Going through the data below, find how many lines include the word "self", and reply with that number alone.

# # # # # # #

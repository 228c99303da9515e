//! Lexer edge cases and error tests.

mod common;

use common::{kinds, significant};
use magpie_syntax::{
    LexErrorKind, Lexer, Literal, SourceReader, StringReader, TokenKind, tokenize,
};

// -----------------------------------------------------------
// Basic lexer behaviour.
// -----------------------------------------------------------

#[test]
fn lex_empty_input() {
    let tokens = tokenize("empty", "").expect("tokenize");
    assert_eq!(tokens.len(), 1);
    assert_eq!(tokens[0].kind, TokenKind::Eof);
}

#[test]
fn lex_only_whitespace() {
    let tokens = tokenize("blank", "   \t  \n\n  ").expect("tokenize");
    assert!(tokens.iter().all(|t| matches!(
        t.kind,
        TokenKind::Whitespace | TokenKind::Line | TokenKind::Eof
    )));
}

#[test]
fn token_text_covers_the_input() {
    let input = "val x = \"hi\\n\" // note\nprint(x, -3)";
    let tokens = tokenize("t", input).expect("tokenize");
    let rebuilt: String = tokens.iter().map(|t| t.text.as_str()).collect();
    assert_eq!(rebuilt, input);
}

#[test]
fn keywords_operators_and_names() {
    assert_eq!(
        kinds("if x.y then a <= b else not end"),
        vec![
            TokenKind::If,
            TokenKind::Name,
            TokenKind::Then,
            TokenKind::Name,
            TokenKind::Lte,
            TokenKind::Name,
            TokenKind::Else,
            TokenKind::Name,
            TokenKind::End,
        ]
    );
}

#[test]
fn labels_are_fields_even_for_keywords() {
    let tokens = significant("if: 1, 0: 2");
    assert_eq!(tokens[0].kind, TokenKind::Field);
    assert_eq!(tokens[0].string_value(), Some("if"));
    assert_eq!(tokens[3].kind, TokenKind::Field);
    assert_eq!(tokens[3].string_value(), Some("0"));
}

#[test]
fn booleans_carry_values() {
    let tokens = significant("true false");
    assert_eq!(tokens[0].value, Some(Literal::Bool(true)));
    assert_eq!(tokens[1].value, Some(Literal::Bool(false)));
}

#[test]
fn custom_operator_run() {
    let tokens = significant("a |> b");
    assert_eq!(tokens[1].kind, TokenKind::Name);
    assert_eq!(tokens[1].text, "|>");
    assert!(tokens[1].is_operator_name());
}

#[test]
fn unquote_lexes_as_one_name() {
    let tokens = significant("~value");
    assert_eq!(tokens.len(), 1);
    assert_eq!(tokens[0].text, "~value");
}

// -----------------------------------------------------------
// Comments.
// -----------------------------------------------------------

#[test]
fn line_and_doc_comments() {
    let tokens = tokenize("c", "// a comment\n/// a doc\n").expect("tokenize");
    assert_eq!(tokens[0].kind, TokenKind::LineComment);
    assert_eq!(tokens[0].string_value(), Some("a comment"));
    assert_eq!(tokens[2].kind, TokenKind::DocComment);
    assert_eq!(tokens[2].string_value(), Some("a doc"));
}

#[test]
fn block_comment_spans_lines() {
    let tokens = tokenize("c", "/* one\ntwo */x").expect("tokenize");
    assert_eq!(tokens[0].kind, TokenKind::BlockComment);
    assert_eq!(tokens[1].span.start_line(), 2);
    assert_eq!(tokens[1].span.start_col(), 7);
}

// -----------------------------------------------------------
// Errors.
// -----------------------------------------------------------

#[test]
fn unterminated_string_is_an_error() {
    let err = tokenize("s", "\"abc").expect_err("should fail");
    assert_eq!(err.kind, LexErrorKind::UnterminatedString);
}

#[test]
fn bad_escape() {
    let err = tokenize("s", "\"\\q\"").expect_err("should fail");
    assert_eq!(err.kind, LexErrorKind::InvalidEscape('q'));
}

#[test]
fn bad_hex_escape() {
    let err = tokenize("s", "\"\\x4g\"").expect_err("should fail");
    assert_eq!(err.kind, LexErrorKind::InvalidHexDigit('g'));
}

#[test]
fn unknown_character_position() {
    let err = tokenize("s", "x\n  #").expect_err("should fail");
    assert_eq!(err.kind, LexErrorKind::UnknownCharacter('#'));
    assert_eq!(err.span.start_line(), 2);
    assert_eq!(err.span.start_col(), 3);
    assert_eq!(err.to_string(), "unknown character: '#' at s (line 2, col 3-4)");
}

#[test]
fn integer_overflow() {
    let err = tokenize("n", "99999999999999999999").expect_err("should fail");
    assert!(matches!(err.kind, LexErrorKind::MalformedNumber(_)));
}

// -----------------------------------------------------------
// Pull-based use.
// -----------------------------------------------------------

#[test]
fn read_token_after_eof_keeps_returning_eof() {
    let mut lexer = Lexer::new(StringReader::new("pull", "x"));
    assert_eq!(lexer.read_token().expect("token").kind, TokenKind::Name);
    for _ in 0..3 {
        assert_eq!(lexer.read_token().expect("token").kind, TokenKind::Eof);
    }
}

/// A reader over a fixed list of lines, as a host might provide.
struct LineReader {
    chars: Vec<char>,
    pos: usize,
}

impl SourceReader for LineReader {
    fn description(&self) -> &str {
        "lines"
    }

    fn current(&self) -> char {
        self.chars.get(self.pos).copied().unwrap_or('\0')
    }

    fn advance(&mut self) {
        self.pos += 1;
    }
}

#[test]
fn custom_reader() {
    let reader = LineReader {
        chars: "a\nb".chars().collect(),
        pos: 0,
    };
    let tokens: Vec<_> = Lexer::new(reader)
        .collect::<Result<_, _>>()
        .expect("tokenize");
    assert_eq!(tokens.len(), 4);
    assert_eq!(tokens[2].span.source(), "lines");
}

# # # # # # #

Response area
5